Jeanine: Hoe kijk je beroepsmatig als antropoloog naar de situatie waarin we nu terecht gekomen zijn? Welke gevolgen kan deze pandemie op de lange termijn hebben voor de mensheid?
Anthonie: Dit ligt in hoge mate aan wat er hierna gebeurt en hoe mensen reageren. Dat de wereld anders zal worden is vrij duidelijk. (Hoewel ik besef dat er groepen zijn die zich hier tegen zullen verzetten en het niet willen. Het is echter onontkoombaar.) Hoe we het gaan inrichten is weer afhankelijk hoe mensen gaan reageren. Als we terugschieten in een angst reflex, zullen we zien dat veranderingen in de samenleving worden aangescherpt. Dat er misschien zelfs een reactionaire periode volgt, met een uiterst terughoudende blik op de wereld. Dit zou echter op langere termijn niet vol te houden zijn. We zijn geen eiland. We zijn afhankelijk van elkaar en supranationale organisaties. Het tegenovergestelde zou kunnen zijn dat we de rechten van de supra nationale organisaties vergroten. Het terugtrekken uit de WHO bijv. levert je op langere termijn echt geen winst op: het is ook een advies orgaan en geen politieke orgaan en heeft al heel wat epidemieën voortijdig gestopt. Ziektes die vele malen erger en besmettelijker zijn dan corona. Je daarvan afwenden, is ook je afwenden van de onderzoeken die deWHO doet. Het heeft dus te maken in hoeverre we dit politiseren of niet. Wat ik nu zie is dat sommige landen het tot het uiterste politiseren. Terwijl het feitelijk een maatschappelijk en gezondheid vraagstuk is.
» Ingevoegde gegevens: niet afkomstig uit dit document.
use async_process::Command;
use async_trait::async_trait;
use serde::Deserialize;
use std::time::Duration;
use tokio::sync::Semaphore;
use tracing::{debug, info, warn};

use super::{is_locator, MediaResolver};
use crate::{
    audio::track::{ResolvedMedia, StreamSource},
    error::ResolutionError,
};

/// Resolves queries by shelling out to yt-dlp.
///
/// URLs are extracted directly; anything else becomes `ytsearch1:<query>`.
pub struct YtDlpResolver {
    binary: String,
    timeout: Duration,
    // Limitar requests concurrentes para evitar rate limiting
    rate_limiter: Semaphore,
}

/// Subset of yt-dlp's `--dump-json` output that we use.
#[derive(Debug, Deserialize)]
struct YtDlpInfo {
    title: String,
    /// Direct media URL of the selected format.
    url: Option<String>,
    webpage_url: Option<String>,
    duration: Option<f64>,
    uploader: Option<String>,
    uploader_url: Option<String>,
    thumbnail: Option<String>,
}

impl YtDlpResolver {
    pub fn new(binary: impl Into<String>, timeout: Duration, max_concurrent: usize) -> Self {
        Self {
            binary: binary.into(),
            timeout,
            rate_limiter: Semaphore::new(max_concurrent.max(1)),
        }
    }

    /// Checks that the binary runs; used by `--health-check`.
    pub async fn verify(&self) -> Result<String, ResolutionError> {
        let output = Command::new(&self.binary).arg("--version").output().await?;
        if !output.status.success() {
            return Err(ResolutionError::Extraction(format!(
                "{} --version exited with {}",
                self.binary, output.status
            )));
        }
        Ok(String::from_utf8_lossy(&output.stdout).trim().to_string())
    }

    fn target(query: &str) -> String {
        let query = query.trim();
        if is_locator(query) {
            query.to_string()
        } else {
            format!("ytsearch1:{}", query)
        }
    }

    async fn extract(&self, query: &str) -> Result<ResolvedMedia, ResolutionError> {
        let _permit = self
            .rate_limiter
            .acquire()
            .await
            .map_err(|e| ResolutionError::Extraction(e.to_string()))?;

        let target = Self::target(query);
        info!("🔍 Resolviendo: {}", target);

        let output = Command::new(&self.binary)
            .args([
                "--no-playlist",
                "--dump-json",
                "--skip-download",
                "--no-warnings",
                "-f",
                "bestaudio/best",
                target.as_str(),
            ])
            // El timeout de `resolve` suelta este future; yt-dlp no debe sobrevivirlo
            .kill_on_drop(true)
            .output()
            .await?;

        if !output.status.success() {
            let error = String::from_utf8_lossy(&output.stderr);
            warn!("❌ yt-dlp falló para '{}': {}", query, error.trim());
            return Err(ResolutionError::Extraction(
                error.lines().last().unwrap_or("yt-dlp failed").to_string(),
            ));
        }

        parse_output(query, &String::from_utf8_lossy(&output.stdout))
    }
}

#[async_trait]
impl MediaResolver for YtDlpResolver {
    async fn resolve(&self, query: &str) -> Result<ResolvedMedia, ResolutionError> {
        match tokio::time::timeout(self.timeout, self.extract(query)).await {
            Ok(result) => result,
            Err(_) => {
                warn!("⏰ Timeout resolviendo '{}'", query);
                Err(ResolutionError::Timeout(self.timeout.as_secs()))
            }
        }
    }
}

/// First usable entry of yt-dlp's one-JSON-object-per-line output.
fn parse_output(query: &str, stdout: &str) -> Result<ResolvedMedia, ResolutionError> {
    let info = stdout
        .lines()
        .filter(|line| !line.trim().is_empty())
        .find_map(|line| match serde_json::from_str::<YtDlpInfo>(line) {
            Ok(info) => Some(info),
            Err(e) => {
                debug!("Línea de yt-dlp ignorada: {}", e);
                None
            }
        })
        .ok_or_else(|| ResolutionError::NotFound(query.to_string()))?;

    let stream_url = info.url.ok_or_else(|| {
        ResolutionError::Extraction(format!("no playable format for `{}`", info.title))
    })?;

    let mut media = ResolvedMedia::new(info.title, StreamSource::new(stream_url));
    if let Some(duration) = info.duration.filter(|d| d.is_finite() && *d > 0.0) {
        media = media.with_duration(Duration::from_secs_f64(duration));
    }
    if let Some(uploader) = info.uploader {
        media = media.with_uploader(uploader, info.uploader_url);
    }
    if let Some(url) = info.webpage_url {
        media = media.with_url(url);
    }
    if let Some(thumbnail) = info.thumbnail {
        media = media.with_thumbnail(thumbnail);
    }
    Ok(media)
}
Jeanine: Je doneert alle royalty’s in de maanden mei, juni en juli aan de campagne “Samen stoppen we het Coronavirus!” van het Radboud Fonds ten behoeve van onderzoek naar het Coronavirus. Waarom heb je juist voor dit onderzoek gekozen?
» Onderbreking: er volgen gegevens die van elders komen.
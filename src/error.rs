//! Error types shared by the playback core and the command layer.
//!
//! Every variant of [`CommandError`] is something the invoking user sees as a
//! direct reply. Only [`CommandError::Internal`] hides its cause behind a
//! generic message; the cause goes to the log instead.

use thiserror::Error;

/// A query could not be turned into a playable resource.
#[derive(Debug, Error)]
pub enum ResolutionError {
    #[error("no results for `{0}`")]
    NotFound(String),

    #[error("extraction failed: {0}")]
    Extraction(String),

    #[error("resolution took longer than {0}s")]
    Timeout(u64),

    #[error("could not run the extractor: {0}")]
    Io(#[from] std::io::Error),
}

/// An index outside the current bounds of a playback queue.
#[derive(Debug, Error, Clone, Copy, PartialEq, Eq)]
#[error("index {index} is out of range for a queue of {len} tracks")]
pub struct QueueIndexError {
    pub index: usize,
    pub len: usize,
}

/// Failures reported by the audio sink.
#[derive(Debug, Error, Clone, PartialEq, Eq)]
pub enum SinkError {
    /// The voice connection went away; the session can't continue.
    #[error("voice connection lost")]
    ConnectionLost,

    #[error("could not connect to the voice channel: {0}")]
    Connect(String),

    /// A single stream failed; the connection itself is still usable.
    #[error("stream error: {0}")]
    Stream(String),
}

/// Everything a command can fail with.
#[derive(Debug, Error)]
pub enum CommandError {
    #[error("command used outside of a server")]
    NotInGuild,

    #[error("caller is not in a voice channel")]
    NotInVoiceChannel,

    #[error("bot is connected to another voice channel")]
    AlreadyInOtherChannel,

    #[error("bot is not connected to a voice channel")]
    NotConnected,

    #[error("nothing is playing")]
    NothingPlaying,

    #[error("nothing is paused")]
    NothingPaused,

    #[error("volume {0} is outside 0-100")]
    VolumeOutOfRange(i64),

    #[error("page {page} does not exist ({pages} pages)")]
    InvalidPage { page: i64, pages: usize },

    #[error("queue is empty")]
    QueueEmpty,

    #[error("missing argument `{0}`")]
    MissingArgument(&'static str),

    /// The session was torn down while the command was in flight.
    #[error("playback session already ended")]
    SessionClosed,

    #[error(transparent)]
    Resolution(#[from] ResolutionError),

    #[error(transparent)]
    QueueIndex(#[from] QueueIndexError),

    #[error(transparent)]
    Sink(#[from] SinkError),

    #[error(transparent)]
    Internal(#[from] anyhow::Error),
}

impl CommandError {
    /// Text sent back to the user who invoked the command.
    pub fn user_message(&self) -> String {
        match self {
            Self::NotInGuild => "❌ This command can't be used in direct messages.".to_string(),
            Self::NotInVoiceChannel => "❌ You are not connected to any voice channel!".to_string(),
            Self::AlreadyInOtherChannel => "❌ I'm already in another voice channel.".to_string(),
            Self::NotConnected => "❌ I'm not connected to any voice channel!".to_string(),
            Self::NothingPlaying => "❌ Nothing is playing right now.".to_string(),
            Self::NothingPaused => "❌ Nothing is paused right now.".to_string(),
            Self::VolumeOutOfRange(_) => "❌ Volume must be between 0 and 100.".to_string(),
            Self::InvalidPage { page, pages } => {
                format!("❌ Page {} does not exist, the queue has {} page(s).", page, pages)
            }
            Self::QueueEmpty => "📭 The queue is empty.".to_string(),
            Self::MissingArgument(name) => format!("❌ Missing argument `{}`.", name),
            Self::SessionClosed => {
                "❌ Playback ended before your track was ready, use /play again.".to_string()
            }
            Self::Resolution(e) => {
                format!("❌ An error occurred while processing this request: {}", e)
            }
            Self::QueueIndex(e) => {
                format!("❌ There is no track #{} in the queue ({} queued).", e.index + 1, e.len)
            }
            Self::Sink(SinkError::Connect(_)) => {
                "❌ I couldn't connect to your voice channel.".to_string()
            }
            Self::Sink(_) | Self::Internal(_) => {
                "❌ An unexpected error occurred, please try again later.".to_string()
            }
        }
    }

    /// Whether the failure is a bug or outage rather than a user mistake.
    pub fn is_internal(&self) -> bool {
        matches!(
            self,
            Self::Internal(_) | Self::Sink(SinkError::ConnectionLost | SinkError::Stream(_))
        )
    }
}

#[cfg(test)]
mod tests {
    use super::*;

    #[test]
    fn internal_errors_hide_their_cause() {
        let err = CommandError::from(anyhow::anyhow!("database exploded"));
        assert!(err.is_internal());
        assert!(!err.user_message().contains("database"));
    }

    #[test]
    fn queue_index_is_reported_one_based() {
        let err = CommandError::from(QueueIndexError { index: 4, len: 2 });
        assert!(!err.is_internal());
        assert!(err.user_message().contains("#5"));
    }

    #[test]
    fn resolution_errors_reach_the_user() {
        let err = CommandError::from(ResolutionError::NotFound("lofi".into()));
        assert!(err.user_message().contains("lofi"));
    }
}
Anthonie: Toen mijn uitgever me vertelde dat mijn boek de tweede druk inging, was dit pal voor de lockdown en ongeveer vier weken nadat mijn moeder aan longontsteking was overleden en ik twee longontstekingen achter elkaar had gehad. Het voelde bevreemdend om geld te verdienen aan een boek die over een pandemie en isolatie gaat, terwijl deze ook in de realiteit plaats vindt. Het voelde verkeerd. Ik wilde niets daaraan verdienen. Mijn uitgever kwam met deze actie aan en ik stemde toe.
Jeanine: Het is niet de eerste keer dat je royalty’s doneert aan een goed doel. In 2014 verscheen je boek Een bloedovergoten dageraad waarvan alle royalty’s naar WarTrauma gaan. Ik vind dit zeer bewonderenswaardig dat je dit doet.
Anthonie: Bedankt. Ook dit kwam omdat de boeken Een bloedovergoten dageraad en In het kille ochtendlicht door een persoonlijke ervaring tot stand waren gekomen. Hieraan wilde ik niet verdienen.
Beste Anthonie, hartelijk dank voor openhartige antwoorden en je medewerking aan dit interview.